Surpreendente é o mundo, curiosa é a vida. Gostaria de poder comer tudo que quero, gosto e que me apraz, mas, segundo o médico – se assim o fizer – posso agravar alguns problemas de saúde e engordar. Tenho vontade de fazer tanta coisa, mas a mente é traída pelo corpo que não ajuda. Lembro sempre de Will Durant que dizia que na juventude temos o fogo e na velhice a luz, mas que esta não vai muito longe sem aquele.

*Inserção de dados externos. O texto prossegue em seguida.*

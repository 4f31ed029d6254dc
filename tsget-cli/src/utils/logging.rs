use std::path::Path;

use tracing_appender::non_blocking::WorkerGuard;
use tracing_indicatif::IndicatifLayer;
use tracing_subscriber::layer::SubscriberExt;
use tracing_subscriber::util::SubscriberInitExt;
use tracing_subscriber::{EnvFilter, fmt};

use crate::error::AppError;

pub const LOG_FILE_NAME: &str = "download.log";

/// Filter used when `RUST_LOG` is not set.
pub fn default_filter(verbose: bool) -> &'static str {
    if verbose {
        "info,tsget=debug,tsget_engine=debug"
    } else {
        "info"
    }
}

/// Install the global subscriber: console output routed around the progress
/// bar, plus a plain-text log appended to `log_dir/download.log`.
///
/// Keep the returned guard alive until exit so buffered file output is flushed.
pub fn init_logging(log_dir: &Path, verbose: bool) -> Result<WorkerGuard, AppError> {
    let filter = EnvFilter::try_from_default_env()
        .unwrap_or_else(|_| EnvFilter::new(default_filter(verbose)));

    let file_appender = tracing_appender::rolling::never(log_dir, LOG_FILE_NAME);
    let (non_blocking, guard) = tracing_appender::non_blocking(file_appender);

    let indicatif_layer = IndicatifLayer::new();

    tracing_subscriber::registry()
        .with(filter)
        .with(
            fmt::layer()
                .with_target(false)
                .with_writer(indicatif_layer.get_stderr_writer()),
        )
        .with(fmt::layer().with_writer(non_blocking).with_ansi(false))
        .with(indicatif_layer)
        .try_init()
        .map_err(|e| AppError::Initialization(e.to_string()))?;

    Ok(guard)
}
//! # Builder for DownloaderConfig
//!
//! Fluent construction of the request profile. The profile is assembled once
//! at startup and never mutated afterwards.
//!
//! # Example
//!
//! ```
//! use std::time::Duration;
//! use tsget_engine::DownloaderConfig;
//!
//! let config = DownloaderConfig::builder()
//!     .with_read_timeout(Duration::from_secs(5))
//!     .with_cookie("session=abc")
//!     .with_referer("https://example.com")
//!     .danger_accept_invalid_certs(true)
//!     .build();
//!
//! assert_eq!(config.headers.get("cookie").unwrap(), "session=abc");
//! assert!(config.danger_accept_invalid_certs);
//! ```

use std::time::Duration;

use reqwest::header::{COOKIE, HeaderMap, HeaderName, HeaderValue, REFERER};
use tracing::warn;

use crate::DownloaderConfig;

/// Builder for creating DownloaderConfig instances with a fluent API
#[derive(Debug, Clone)]
pub struct DownloaderConfigBuilder {
    /// Internal config being built
    config: DownloaderConfig,
}

impl DownloaderConfigBuilder {
    /// Create a new builder with default configuration
    pub fn new() -> Self {
        Self {
            config: DownloaderConfig::default(),
        }
    }

    /// Set the overall timeout for the entire HTTP request
    pub fn with_timeout(mut self, timeout: Duration) -> Self {
        self.config.timeout = timeout;
        self
    }

    /// Set the connection timeout (time to establish initial connection)
    pub fn with_connect_timeout(mut self, timeout: Duration) -> Self {
        self.config.connect_timeout = timeout;
        self
    }

    /// Set the read timeout (maximum time between receiving data chunks)
    pub fn with_read_timeout(mut self, timeout: Duration) -> Self {
        self.config.read_timeout = timeout;
        self
    }

    /// Set whether to follow redirects
    pub fn with_follow_redirects(mut self, follow: bool) -> Self {
        self.config.follow_redirects = follow;
        self
    }

    /// Set the user agent string
    pub fn with_user_agent(mut self, user_agent: impl Into<String>) -> Self {
        self.config.user_agent = user_agent.into();
        self
    }

    /// Add a custom HTTP header. Invalid names or values are ignored with a warning.
    pub fn with_header(mut self, name: impl AsRef<str>, value: impl AsRef<str>) -> Self {
        match (
            name.as_ref().parse::<HeaderName>(),
            HeaderValue::from_str(value.as_ref()),
        ) {
            (Ok(name), Ok(value)) => {
                self.config.headers.insert(name, value);
            }
            _ => warn!(header = name.as_ref(), "Ignoring invalid header"),
        }
        self
    }

    /// Merge headers on top of the current ones; later values win.
    pub fn with_headers(mut self, headers: HeaderMap) -> Self {
        for (name, value) in headers.iter() {
            self.config.headers.insert(name.clone(), value.clone());
        }
        self
    }

    /// Set the `Cookie` header. An empty string leaves the profile untouched.
    pub fn with_cookie(self, cookie: impl AsRef<str>) -> Self {
        if cookie.as_ref().is_empty() {
            return self;
        }
        self.with_header(COOKIE, cookie)
    }

    /// Set the `Referer` header.
    pub fn with_referer(self, referer: impl AsRef<str>) -> Self {
        self.with_header(REFERER, referer)
    }

    /// Set whether to accept invalid certificates
    ///
    /// # Warning
    /// This is unsafe and should only be used for testing or in controlled environments.
    pub fn danger_accept_invalid_certs(mut self, accept: bool) -> Self {
        self.config.danger_accept_invalid_certs = accept;
        self
    }

    /// Build the DownloaderConfig instance
    pub fn build(self) -> DownloaderConfig {
        self.config
    }
}

impl Default for DownloaderConfigBuilder {
    fn default() -> Self {
        Self::new()
    }
}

Sonhei em fazer tanta coisa, mas estou limitado pelos anos. Tenho, hoje, certeza de que a melhor idade não é a velhice. Neste outono da vida, o ânimo me abandonou. Gostaria de comer e engordar até as costas rachar. De tomar vários porres, mas a ressaca me amedronta, até por que a minha resistência às bebidas alcoólicas me abandonou. De namorar todas as belas mulheres deste Cuiabá de açúcar. Gostaria de viajar e conhecer o mundo que não conheço, pois ele me fascina com a sua geografia primorosa e sua história fantástica.

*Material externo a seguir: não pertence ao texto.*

use reqwest::header::{HeaderMap, HeaderName, HeaderValue};
use tracing::{debug, warn};

/// Parse a header string in format "Name: Value" and add it to the HeaderMap
pub fn parse_and_add_header(headers: &mut HeaderMap, header_str: &str) {
    let Some((name, value)) = header_str.split_once(':') else {
        warn!(header = header_str, "Invalid header format, expected 'Name: Value'");
        return;
    };
    let (name, value) = (name.trim(), value.trim());

    let Ok(header_name) = HeaderName::from_bytes(name.as_bytes()) else {
        warn!(name, "Invalid header name");
        return;
    };

    let Ok(header_value) = HeaderValue::from_str(value) else {
        warn!(name, "Invalid header value");
        return;
    };

    debug!(name, "Adding header");
    headers.insert(header_name, header_value);
}

/// Parse a collection of header strings and return a HeaderMap
pub fn parse_headers(header_strings: &[String]) -> HeaderMap {
    let mut headers = HeaderMap::new();

    for header_str in header_strings {
        parse_and_add_header(&mut headers, header_str);
    }

    headers
}
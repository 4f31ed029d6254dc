/// Convert bytes to a human-readable format
pub fn format_bytes(bytes: u64) -> String {
    const KB: u64 = 1024;
    const MB: u64 = KB * 1024;
    const GB: u64 = MB * 1024;

    if bytes >= GB {
        format!("{:.2} GB", bytes as f64 / GB as f64)
    } else if bytes >= MB {
        format!("{:.2} MB", bytes as f64 / MB as f64)
    } else if bytes >= KB {
        format!("{:.2} KB", bytes as f64 / KB as f64)
    } else {
        format!("{bytes} B")
    }
}
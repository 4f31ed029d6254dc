// HLS Segment Lister: turns a leaf manifest into the ordered list of media
// segments to download.

use crate::hls::playlist::{Manifest, path_extension, resolve_reference};
use tracing::debug;
use url::Url;

/// One media segment, identified by its position in the manifest.
#[derive(Debug, Clone, PartialEq, Eq)]
pub struct SegmentRef {
    /// Zero-based manifest position; the only ordering key.
    pub index: usize,
    /// File name inside the segment directory, e.g. `00007.ts`.
    pub name: String,
    pub source_url: Url,
}

impl SegmentRef {
    pub fn new(index: usize, extension: &str, source_url: Url) -> Self {
        Self {
            index,
            name: segment_file_name(index, extension),
            source_url,
        }
    }
}

/// Index padded to at least five digits, e.g. `00042.ts` or `123456.ts`.
pub fn segment_file_name(index: usize, extension: &str) -> String {
    format!("{index:05}.{extension}")
}

pub fn list_segments(base_url: &Url, manifest_body: &str, extensions: &[String]) -> Vec<SegmentRef> {
    let mut segments = Vec::new();

    for reference in Manifest::new(manifest_body).uris() {
        let url = match resolve_reference(base_url, reference) {
            Ok(url) => url,
            Err(e) => {
                debug!(reference, error = %e, "Skipping unresolvable manifest line");
                continue;
            }
        };

        let Some(ext) = path_extension(&url).filter(|ext| {
            extensions
                .iter()
                .any(|known| known.eq_ignore_ascii_case(ext))
        }) else {
            debug!(reference, "Skipping non-segment manifest line");
            continue;
        };

        segments.push(SegmentRef::new(segments.len(), &ext, url));
    }

    debug!(count = segments.len(), base = %base_url, "Listed segments");
    segments
}
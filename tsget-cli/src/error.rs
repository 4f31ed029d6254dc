use thiserror::Error;

#[derive(Debug, Error)]
pub enum AppError {
    #[error("I/O error: {0}")]
    Io(#[from] std::io::Error),

    #[error("Download error: {0}")]
    Download(#[from] tsget_engine::DownloadError),

    #[error("Invalid input: {0}")]
    InvalidInput(String),

    #[error("Initialization failed: {0}")]
    Initialization(String),
}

E me pergunto por que não viajo? Alguns compromissos ainda me iludem e me aprisionam. Acho que são desculpas que tenho para não sair do lugar! Enfim, pensar é muito bom, mas pensar demais nos deixar indecisos e inseguros. Malditos anos!

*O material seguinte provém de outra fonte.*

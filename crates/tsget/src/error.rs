use reqwest::StatusCode;

#[derive(Debug, thiserror::Error)]
pub enum DownloadError {
    #[error("download cancelled")]
    Cancelled,

    #[error("invalid URL `{input}`: {reason}")]
    InvalidUrl { input: String, reason: String },

    #[error("HTTP request failed: {source}")]
    Network {
        #[from]
        source: reqwest::Error,
    },

    #[error("request failed with HTTP {status} during {operation} for {url}")]
    HttpStatus {
        status: StatusCode,
        url: String,
        operation: &'static str,
    },

    #[error("I/O error: {source}")]
    Io {
        #[from]
        source: std::io::Error,
    },

    #[error("manifest parse error: {reason}")]
    ManifestParse { reason: String },

    #[error("manifest resolution failed at {url}: {reason}")]
    ManifestResolution { url: String, reason: String },

    #[error("failed to fetch decryption key from {url}: {reason}")]
    KeyFetchFailed { url: String, reason: String },

    #[error("decryption error: {reason}")]
    Decryption { reason: String },

    #[error("no media segments found in manifest {url}")]
    SegmentListEmpty { url: String },

    #[error("merge failed for {path}: {source}")]
    MergeIo {
        path: String,
        #[source]
        source: std::io::Error,
    },

    #[error("download incomplete: {} segment(s) failed ({})", .failed.len(), .failed.join(", "))]
    IncompleteDownload { failed: Vec<String> },

    #[error("configuration error: {reason}")]
    Configuration { reason: String },
}

impl DownloadError {
    pub fn invalid_url(input: impl Into<String>, reason: impl Into<String>) -> Self {
        Self::InvalidUrl {
            input: input.into(),
            reason: reason.into(),
        }
    }

    pub fn http_status(
        status: StatusCode,
        url: impl Into<String>,
        operation: &'static str,
    ) -> Self {
        Self::HttpStatus {
            status,
            url: url.into(),
            operation,
        }
    }

    pub fn manifest_parse(reason: impl Into<String>) -> Self {
        Self::ManifestParse {
            reason: reason.into(),
        }
    }

    pub fn manifest_resolution(url: impl Into<String>, reason: impl Into<String>) -> Self {
        Self::ManifestResolution {
            url: url.into(),
            reason: reason.into(),
        }
    }

    pub fn decryption(reason: impl Into<String>) -> Self {
        Self::Decryption {
            reason: reason.into(),
        }
    }

    pub fn merge_io(path: impl Into<String>, source: std::io::Error) -> Self {
        Self::MergeIo {
            path: path.into(),
            source,
        }
    }

    pub fn configuration(reason: impl Into<String>) -> Self {
        Self::Configuration {
            reason: reason.into(),
        }
    }

    /// Network failures, timeouts and non-success statuses.
    pub fn is_transport(&self) -> bool {
        matches!(self, Self::Network { .. } | Self::HttpStatus { .. })
    }

    /// Whether a segment attempt that failed with this error is worth repeating.
    pub fn is_retryable(&self) -> bool {
        match self {
            Self::Cancelled
            | Self::InvalidUrl { .. }
            | Self::Configuration { .. }
            | Self::ManifestParse { .. }
            | Self::ManifestResolution { .. }
            | Self::KeyFetchFailed { .. }
            | Self::SegmentListEmpty { .. }
            | Self::IncompleteDownload { .. } => false,
            Self::Network { .. }
            | Self::HttpStatus { .. }
            | Self::Io { .. }
            | Self::Decryption { .. }
            | Self::MergeIo { .. } => true,
        }
    }
}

Houve períodos na vida que eu gostaria de ser Guliver, Maro Polo ou Júlio Verne e sair por aí sem destino, a desafiar o bom senso e a lógica, conhecendo além do longo horizonte que me encantava e ainda me deslumbra. Olhava para onde o sol nascia ou se punha e dava azo a minha fértil imaginação e aos meus incontidos sonhos e devaneios.
Sonhei em ser Don Quixote, o cavaleiro andante, para sair por aí a combater as agruras e as maldades do mundo, a lutar pelo amor de Dulcineia que eu ainda não encontrei. Falta-me ânimo e um fiel escudeiro como de Sancho Pança. Acho que falta tanta coisa e a solidariedade é uma delas, neste mundo onde se cultua tantas bobagens e tantos anti-heróis.
Depois de namorá-la por longos anos, casei-me definitivamente de papel passado com a solidão e descobri que este casamento é indissolúvel: na alegria e na tristeza, na saúde e na doença para todos os dias da vida, até que a nos morte separe. Enfim, um pacto indissolúvel sem perdão e sem remissão.
Entretanto, me lembro que tanta gente, em idade além da minha, deu a volta por cima e partiu, apesar de tudo, para um recomeço. Fica, portanto, aí o desafio a me olhar de soslaio e a me lembrar do que disse Cristo para Lázaro: levante e anda! Esqueci ou me recuso a lembrar que eu sou aquariano, o signo dos recomeços e que posso virar cinzas e ressurgir várias vezes!